A Cambridge, UK, research team is trying to bring that concept down to earth. In a new study in BMC Public Health, they reviewed marketing messages surrounding reduced-alcohol beverages. If AB InBev and cohort were determined to replace “normal” alcohol-by-volume (ABV) beverages with their low-alcohol equivalents, then the researchers should have seen language urging consumers to drink these “near beers” and under 9% ABV wines instead of their regular fare. But Big Alcohol is too smart for that.

Instead, these modified products were marketed as being appropriate for every occasion. Often the ad copy urged consumers to drink them during lunchtime, nights in, or while outdoors. In other words, low-ABV drinks were for occasions when normally people would drink no alcohol at all. The authors caution, “they may be being marketed to replace soft drinks rather than alcohol products of regular strength.” In fact, “none of the marketing messages … mentioned drinking less or reducing alcohol harms.”

Other messages centered around health. Reduced alcohol drinks were sold on the basis of lower calories, or greater nutrition, or suitability for athletic events. However, drinking can be a liability for athletes, and alcohol itself is a poison.

“We expect the industry to trot out empty words about health and reducing harm,” said Carson Benowitz-Fredericks, Research Manager of Alcohol Justice. “But the entire concept may be bunk.”

“If we’ve learned anything from tobacco,” he added, “it might actually make harms worse.”

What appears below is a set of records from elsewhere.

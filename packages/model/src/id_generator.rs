use crc32fast::Hasher;

/// Generate a document id from a file path using CRC32.
pub fn get_document_id(path: &str) -> String {
    let mut buff = String::from(path);
    if !path.starts_with("file://") {
        buff = format!("file://{}", buff);
    }

    let mut hasher = Hasher::new();
    hasher.update(buff.as_bytes());
    format!("{:x}", hasher.finalize())
}

/// Sequential id generator for component-tree nodes within one document.
///
/// Ids are assigned once at parse time and remain stable across edits so the
/// editor can track node identity.
#[derive(Clone)]
pub struct IdGenerator {
    seed: String, // Document id (CRC32)
    count: u32,   // Sequential counter
}

impl IdGenerator {
    pub fn new(path: &str) -> Self {
        Self {
            seed: get_document_id(path),
            count: 0,
        }
    }

    pub fn from_seed(seed: String) -> Self {
        Self { seed, count: 0 }
    }

    /// Generate the next sequential id.
    pub fn next_id(&mut self) -> String {
        self.count += 1;
        format!("{}-{}", self.seed, self.count)
    }

    pub fn seed(&self) -> &str {
        &self.seed
    }
}

#[cfg(test)]
mod tests {
    use super::*;

    #[test]
    fn test_document_id_generation() {
        let id1 = get_document_id("/src/pages/index.tsx");
        let id2 = get_document_id("/src/pages/index.tsx");

        // Same path always generates same id
        assert_eq!(id1, id2);

        // Different paths generate different ids
        let id3 = get_document_id("/src/pages/about.tsx");
        assert_ne!(id1, id3);
    }

    #[test]
    fn test_sequential_ids() {
        let mut gen = IdGenerator::new("/src/pages/index.tsx");

        let id1 = gen.next_id();
        let id2 = gen.next_id();
        let id3 = gen.next_id();

        assert!(id1.ends_with("-1"));
        assert!(id2.ends_with("-2"));
        assert!(id3.ends_with("-3"));

        let seed = gen.seed();
        assert!(id1.starts_with(seed));
        assert!(id2.starts_with(seed));
        assert!(id3.starts_with(seed));
    }
}
//! Writes component-tree state back into markup source files.
//!
//! Edits are span-based: the writer only rewrites the statements it
//! owns (returned markup, prop interface, `initialProps`, component
//! imports, the stream config) and copies everything else through
//! verbatim, so hand-written code in the same file survives.

pub mod component_file;
pub mod error;
pub mod render;
pub mod stream_config;
pub mod text_edit;

pub use component_file::{
    scaffold_component, scaffold_page, ComponentFileWriter, INITIAL_PROPS_VARIABLE_NAME,
};
pub use error::{WriteError, WriteResult};
pub use render::{render_component_tree, render_prop_interface, render_return_statement};
pub use stream_config::{collect_stream_fields, stream_config_edits};
pub use text_edit::{apply_edits, TextEdit};
use thiserror::Error;

pub type ParseResult<T> = Result<T, ParseError>;

#[derive(Error, Debug, Clone)]
pub enum ParseError {
    #[error("Unexpected token at {pos}: expected {expected}, found {found}")]
    UnexpectedToken {
        pos: usize,
        expected: String,
        found: String,
    },

    #[error("Unexpected end of file at {pos}")]
    UnexpectedEof { pos: usize },

    #[error("Invalid syntax at {pos}: {message}")]
    InvalidSyntax { pos: usize, message: String },

    #[error("Unable to find top-level JSX element or JSX fragment type in the default export at path: {filepath}")]
    MissingTopLevelJsx { filepath: String },

    #[error("Error getting default export: No declaration node found in {filepath}.")]
    MissingDefaultExport { filepath: String },

    #[error("Error getting default export React component: Only a direct Identifier is supported for ExportAssignment.")]
    IndirectDefaultExport,

    #[error("Error parsing `{text}`: JsxSpreadAttribute is not currently supported.")]
    SpreadAttribute { text: String },

    #[error("Found JsxText with content \"{content}\". JsxText is not currently supported.")]
    JsxText { content: String },

    #[error("Jsx nodes of kind \"{kind}\" are not supported for direct use in page files.")]
    UnsupportedJsxNode { kind: String },

    #[error("Union types only support strings. Found a {kind} within \"{prop_name}\".")]
    UnsupportedUnionMember { kind: String, prop_name: String },

    #[error("Could not find an ObjectLiteralExpression within `{statement}`.")]
    ExpectedObjectLiteral { statement: String },

    #[error("Failed to evaluate expression as a literal value: `{text}`")]
    NonLiteralValue { text: String },
}

impl ParseError {
    pub fn unexpected_token(
        pos: usize,
        expected: impl Into<String>,
        found: impl Into<String>,
    ) -> Self {
        Self::UnexpectedToken {
            pos,
            expected: expected.into(),
            found: found.into(),
        }
    }

    pub fn unexpected_eof(pos: usize) -> Self {
        Self::UnexpectedEof { pos }
    }

    pub fn invalid_syntax(pos: usize, message: impl Into<String>) -> Self {
        Self::InvalidSyntax {
            pos,
            message: message.into(),
        }
    }

    pub fn non_literal(text: impl Into<String>) -> Self {
        Self::NonLiteralValue { text: text.into() }
    }
}
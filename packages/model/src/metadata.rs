use std::collections::HashMap;
use std::path::{Path, PathBuf};

use serde::{Deserialize, Serialize};

use crate::shape::PropShape;
use crate::state::ComponentTree;
use crate::values::PropValues;

#[derive(Debug, Clone, Copy, PartialEq, Eq, Serialize, Deserialize)]
pub enum FileMetadataKind {
    Component,
    Module,
}

/// One entry per markup source file, recording everything the tree parser
/// and writer need to know about it without re-reading the file.
#[derive(Debug, Clone, PartialEq, Serialize, Deserialize)]
#[serde(rename_all = "camelCase")]
pub struct FileMetadata {
    pub kind: FileMetadataKind,
    pub metadata_uuid: String,
    pub filepath: PathBuf,
    pub prop_shape: PropShape,
    /// Default initial prop values (component files).
    #[serde(skip_serializing_if = "Option::is_none")]
    pub initial_props: Option<PropValues>,
    /// Initial constructed tree (module files).
    #[serde(skip_serializing_if = "Option::is_none")]
    pub initial_component_tree: Option<ComponentTree>,
    pub css_imports: Vec<String>,
    /// Whether the component accepts child content.
    pub accepts_children: bool,
}

/// Read-only registry snapshot mapping tag names to file metadata.
///
/// Built deterministically before any file's markup is parsed; tag names
/// are resolved against it, so it must cover every component and module
/// file up front. Never mutated during a parsing pass.
#[derive(Debug, Clone, Default)]
pub struct MetadataSnapshot {
    by_name: HashMap<String, FileMetadata>,
    uuid_to_name: HashMap<String, String>,
}

impl MetadataSnapshot {
    pub fn new() -> Self {
        Self::default()
    }

    pub fn insert(&mut self, component_name: impl Into<String>, metadata: FileMetadata) {
        let component_name = component_name.into();
        self.uuid_to_name
            .insert(metadata.metadata_uuid.clone(), component_name.clone());
        self.by_name.insert(component_name, metadata);
    }

    /// Resolves a tag name against the snapshot. `None` means the tag is
    /// not a known component or module.
    pub fn resolve(&self, tag_name: &str) -> Option<&FileMetadata> {
        self.by_name.get(tag_name)
    }

    pub fn by_uuid(&self, metadata_uuid: &str) -> Option<&FileMetadata> {
        self.uuid_to_name
            .get(metadata_uuid)
            .and_then(|name| self.by_name.get(name))
    }

    pub fn filepath_for_component(&self, component_name: &str) -> Option<&Path> {
        self.by_name
            .get(component_name)
            .map(|metadata| metadata.filepath.as_path())
    }

    pub fn iter(&self) -> impl Iterator<Item = (&String, &FileMetadata)> {
        self.by_name.iter()
    }

    pub fn len(&self) -> usize {
        self.by_name.len()
    }

    pub fn is_empty(&self) -> bool {
        self.by_name.is_empty()
    }
}
//! Glade Social Coordination Server
//!
//! A lightweight WebSocket server that arbitrates social state between
//! connected game clients:
//!
//! 1. **Friend invitations**: a two-party negotiation (availability query,
//!    then accept/decline) coordinated entirely server-side, with recent
//!    declines remembered so a rejected inviter cannot immediately ask again.
//!
//! 2. **Secret friend codes**: a short code issued to one avatar and typed
//!    in by another resolves into the same friendship commit, throttled by
//!    a fixed submission delay to make guessing slow.
//!
//! 3. **Friends-list assembly**: a chained sequence of store lookups and
//!    presence checks that answers with one complete list plus online
//!    notices, or nothing at all.

mod handler;
mod invites;
mod operations;
mod presence;
mod protocol;
mod state;
mod store;

use std::path::PathBuf;
use std::sync::Arc;

use axum::{
    extract::{State, WebSocketUpgrade},
    http::Method,
    response::IntoResponse,
    routing::get,
    Json, Router,
};
use clap::Parser;
use serde_json::json;
use tower_http::cors::{Any, CorsLayer};
use tower_http::trace::TraceLayer;

use state::{SocialConfig, SocialState};
use store::{AvatarRecord, MemoryStore};

// ── CLI Arguments ─────────────────────────────────────────────────────────────

#[derive(Parser, Debug)]
#[command(name = "glade-social", version, about = "Glade social coordination server")]
struct Args {
    /// Port to listen on
    #[arg(short, long, default_value_t = 8080, env = "SOCIAL_PORT")]
    port: u16,

    /// Decline-memory rotation interval in seconds. A remembered decline
    /// survives one to two intervals.
    #[arg(long, default_value_t = 600, env = "DECLINE_TIMEOUT_SECS")]
    decline_timeout_secs: u64,

    /// Delay before a submitted secret reaches the store, in milliseconds
    #[arg(long, default_value_t = 1000, env = "SECRET_DELAY_MS")]
    secret_delay_ms: u64,

    /// Maximum friends per avatar enforced by the in-memory store
    #[arg(long, default_value_t = 50, env = "MAX_FRIENDS")]
    max_friends: usize,

    /// Maximum outstanding secrets per avatar
    #[arg(long, default_value_t = 3, env = "MAX_SECRETS_PER_AVATAR")]
    max_secrets_per_avatar: usize,

    /// JSON file of avatar records to seed the in-memory store with
    #[arg(long, env = "ROSTER_PATH")]
    roster: Option<PathBuf>,
}

// ── Entry Point ───────────────────────────────────────────────────────────────

#[tokio::main]
async fn main() {
    // Initialize tracing
    tracing_subscriber::fmt()
        .with_env_filter(
            tracing_subscriber::EnvFilter::try_from_default_env()
                .unwrap_or_else(|_| "glade_social=info,tower_http=info".into()),
        )
        .init();

    let args = Args::parse();

    let config = SocialConfig {
        port: args.port,
        decline_timeout_secs: args.decline_timeout_secs,
        secret_delay_ms: args.secret_delay_ms,
        max_friends: args.max_friends,
        max_secrets_per_avatar: args.max_secrets_per_avatar,
    };

    let store = Arc::new(MemoryStore::new(
        config.max_friends,
        config.max_secrets_per_avatar,
    ));

    if let Some(path) = &args.roster {
        let data = std::fs::read_to_string(path).expect("Failed to read roster file");
        let records: Vec<AvatarRecord> =
            serde_json::from_str(&data).expect("Invalid roster file");
        tracing::info!(count = records.len(), path = %path.display(), "Seeding roster");
        for record in records {
            store.insert_avatar(record);
        }
    }

    let state = SocialState::new(config, store);

    // Build router
    let cors = CorsLayer::new()
        .allow_origin(Any)
        .allow_methods([Method::GET, Method::POST])
        .allow_headers(Any);

    let app = Router::new()
        .route("/ws", get(ws_handler))
        .route("/health", get(health_handler))
        .route("/stats", get(stats_handler))
        .route("/info", get(info_handler))
        .layer(cors)
        .layer(TraceLayer::new_for_http())
        .with_state(state.clone());

    let addr = format!("0.0.0.0:{}", state.config.port);
    tracing::info!("Glade social server starting on {}", addr);

    let listener = tokio::net::TcpListener::bind(&addr)
        .await
        .expect("Failed to bind address");

    axum::serve(listener, app).await.expect("Server error");
}

// ── Route Handlers ────────────────────────────────────────────────────────────

/// WebSocket upgrade handler for client connections.
async fn ws_handler(ws: WebSocketUpgrade, State(state): State<SocialState>) -> impl IntoResponse {
    ws.on_upgrade(move |socket| handler::handle_websocket(socket, state))
}

/// Health check endpoint.
async fn health_handler() -> impl IntoResponse {
    Json(json!({
        "status": "ok",
        "service": "glade-social",
        "version": env!("CARGO_PKG_VERSION"),
    }))
}

/// Statistics endpoint.
async fn stats_handler(State(state): State<SocialState>) -> impl IntoResponse {
    Json(json!({
        "online_sessions": state.sessions.online_count(),
        "active_invites": state.coordinator.active_invites(),
        "active_operations": state.runner.active_operations(),
        "remembered_declines": state.coordinator.remembered_declines(),
    }))
}

/// Server info endpoint: metadata plus a timestamp, which also lets
/// clients measure round-trip time.
async fn info_handler(State(state): State<SocialState>) -> impl IntoResponse {
    Json(json!({
        "service": "glade-social",
        "version": env!("CARGO_PKG_VERSION"),
        "online_sessions": state.sessions.online_count(),
        "max_friends": state.config.max_friends,
        "decline_timeout_secs": state.config.decline_timeout_secs,
        "timestamp": chrono::Utc::now().timestamp_millis(),
    }))
}

// ── Tests ─────────────────────────────────────────────────────────────────────
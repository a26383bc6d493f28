//! Aggregation operations.
//!
//! Short-lived, per-request operations that sequence dependent store
//! lookups to completion and send exactly one terminal response. A
//! friends-list request resolves the requester's own record, then each
//! friend's record strictly one at a time, then fans out one presence check
//! per friend; the response is sent only once every sub-query has settled.
//!
//! The contract is complete-or-nothing: a store failure or a record of the
//! wrong kind aborts the whole operation with a log line and no response.

use std::sync::atomic::{AtomicUsize, Ordering};
use std::sync::Arc;

use futures::future::join_all;
use uuid::Uuid;

use crate::presence::Presence;
use crate::protocol::{AvatarId, FriendSummary, RecordDetails, ServerMessage};
use crate::state::SessionRegistry;
use crate::store::{ObjectStore, Record};

/// Liveness bookkeeping for in-flight operations. Not consulted for the
/// correctness of any single operation.
#[derive(Default)]
pub struct OperationTracker {
    active: AtomicUsize,
}

impl OperationTracker {
    pub fn active(&self) -> usize {
        self.active.load(Ordering::Relaxed)
    }
}

struct OperationGuard {
    tracker: Arc<OperationTracker>,
}

impl Drop for OperationGuard {
    fn drop(&mut self) {
        self.tracker.active.fetch_sub(1, Ordering::Relaxed);
    }
}

/// Runs aggregation operations against the store and presence collaborators.
/// Cheap to clone; all fields are shared.
#[derive(Clone)]
pub struct FriendsRunner {
    sessions: Arc<SessionRegistry>,
    store: Arc<dyn ObjectStore>,
    presence: Arc<dyn Presence>,
    tracker: Arc<OperationTracker>,
}

impl FriendsRunner {
    pub fn new(
        sessions: Arc<SessionRegistry>,
        store: Arc<dyn ObjectStore>,
        presence: Arc<dyn Presence>,
    ) -> Self {
        Self {
            sessions,
            store,
            presence,
            tracker: Arc::new(OperationTracker::default()),
        }
    }

    /// Number of in-flight operations (for `/stats`).
    pub fn active_operations(&self) -> usize {
        self.tracker.active()
    }

    fn begin_operation(&self) -> OperationGuard {
        self.tracker.active.fetch_add(1, Ordering::Relaxed);
        OperationGuard {
            tracker: self.tracker.clone(),
        }
    }

    /// Start a friends-list operation for the sending avatar.
    pub fn get_friends_list(&self, sender: AvatarId) {
        let operation = GetFriendsListOperation {
            runner: self.clone(),
            op_id: Uuid::new_v4(),
            sender,
            friend_ids: Vec::new(),
            friends: Vec::new(),
            online_friends: Vec::new(),
            current_friend_idx: 0,
        };
        tokio::spawn(operation.run());
    }

    /// Start a single-record details operation.
    pub fn get_avatar_details(&self, sender: AvatarId, avatar_id: AvatarId) {
        let operation = GetAvatarDetailsOperation {
            runner: self.clone(),
            op_id: Uuid::new_v4(),
            sender,
            avatar_id,
        };
        tokio::spawn(operation.run());
    }
}

/// Assembles one friends list:
/// self record → each friend's record in list order → one presence check
/// per friend → one response, then one online notice per online friend.
struct GetFriendsListOperation {
    runner: FriendsRunner,
    op_id: Uuid,
    sender: AvatarId,
    friend_ids: Vec<AvatarId>,
    friends: Vec<FriendSummary>,
    online_friends: Vec<AvatarId>,
    current_friend_idx: usize,
}

impl GetFriendsListOperation {
    async fn run(mut self) {
        let _guard = self.runner.begin_operation();
        tracing::debug!(op = %self.op_id, sender = self.sender, "Starting friends-list operation");

        // Resolve the requester's own record for its friend-id list.
        let record = match self.runner.store.query_record(self.sender).await {
            Ok(Some(Record::Avatar(record))) => record,
            Ok(Some(_)) => {
                tracing::warn!(op = %self.op_id, sender = self.sender, "Requester record is not an avatar");
                return;
            }
            Ok(None) => {
                tracing::warn!(op = %self.op_id, sender = self.sender, "Requester record not found");
                return;
            }
            Err(error) => {
                tracing::warn!(op = %self.op_id, error = %error, "Requester lookup failed");
                return;
            }
        };

        self.friend_ids = record.friends;
        if self.friend_ids.is_empty() {
            self.send_friends_list();
            return;
        }

        // Resolve each friend strictly one at a time, in list order. The
        // sequential cursor bounds the load on the store; the next lookup
        // is issued only after the previous one has answered.
        while self.current_friend_idx < self.friend_ids.len() {
            let friend_id = self.friend_ids[self.current_friend_idx];
            let friend = match self.runner.store.query_record(friend_id).await {
                Ok(Some(Record::Avatar(friend))) => friend,
                Ok(Some(_)) => {
                    tracing::warn!(op = %self.op_id, friend = friend_id, "Friend record is not an avatar, aborting");
                    return;
                }
                Ok(None) => {
                    tracing::warn!(op = %self.op_id, friend = friend_id, "Friend record not found, aborting");
                    return;
                }
                Err(error) => {
                    tracing::warn!(op = %self.op_id, error = %error, "Friend lookup failed, aborting");
                    return;
                }
            };
            self.friends.push(FriendSummary {
                avatar_id: friend_id,
                name: friend.name,
                appearance: friend.appearance,
                companion_id: friend.companion_id,
            });
            self.current_friend_idx += 1;
        }

        // One presence check per friend, dispatched without ordering
        // constraints; the join completes only when every check has
        // answered.
        let checks = self.friend_ids.iter().copied().map(|friend_id| {
            let presence = self.runner.presence.clone();
            async move { (friend_id, presence.check_online(friend_id).await) }
        });
        for (friend_id, online) in join_all(checks).await {
            if online {
                self.online_friends.push(friend_id);
            }
        }

        self.send_friends_list();
    }

    fn send_friends_list(&self) {
        tracing::debug!(
            op = %self.op_id,
            sender = self.sender,
            friends = self.friends.len(),
            online = self.online_friends.len(),
            "Sending friends list"
        );
        self.runner.sessions.send_to(
            self.sender,
            ServerMessage::FriendsListResponse {
                friends: self.friends.clone(),
            },
        );
        for &friend_id in &self.online_friends {
            self.runner
                .sessions
                .send_to(self.sender, ServerMessage::FriendOnline { friend_id });
        }
    }
}

/// Resolves one record and returns its packed required fields, or a failure
/// flag when the record is missing.
struct GetAvatarDetailsOperation {
    runner: FriendsRunner,
    op_id: Uuid,
    sender: AvatarId,
    avatar_id: AvatarId,
}

impl GetAvatarDetailsOperation {
    async fn run(self) {
        let _guard = self.runner.begin_operation();

        let record = match self.runner.store.query_record(self.avatar_id).await {
            Ok(record) => record,
            Err(error) => {
                tracing::warn!(op = %self.op_id, error = %error, "Details lookup failed");
                return;
            }
        };

        let details = match record {
            Some(Record::Avatar(avatar)) => Some(RecordDetails::Avatar {
                name: avatar.name,
                appearance: avatar.appearance,
                companion_id: avatar.companion_id,
            }),
            Some(Record::Companion(companion)) => Some(RecordDetails::Companion {
                name: companion.name,
                owner_id: companion.owner_id,
            }),
            None => {
                tracing::debug!(op = %self.op_id, avatar = self.avatar_id, "Details for unknown record");
                None
            }
        };

        let success = details.is_some();
        self.runner.sessions.send_to(
            self.sender,
            ServerMessage::AvatarDetailsResponse {
                avatar_id: self.avatar_id,
                success,
                details,
            },
        );
    }
}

Tobacco industry documents show a successful, decades-long effort to fool consumers into believing that light cigarettes were healthier. In fact, they were designed to be just as addictive as regular cigarettes—and ended up being just as dangerous. More dangerously, the introduction of a “reduced harm” product both assuaged the fears of early smokers and gave inveterate smokers reasons not to quit. While replacing every beer with its low-ABV equivalent will undoubtedly lead someone to drink less alcohol, there is little to no data that this will happen. In fact, a consumer accustomed to a certain level of buzz may just drink twice as many. A consumer accustomed to a certain buzz and convinced they can drink low-ABV products whenever could end up consuming more than they would otherwise. Ubiquitous alcoholic beverages, regardless of the ABV, also twist social norms to make it harder to abstain, and easier for a young adult to start.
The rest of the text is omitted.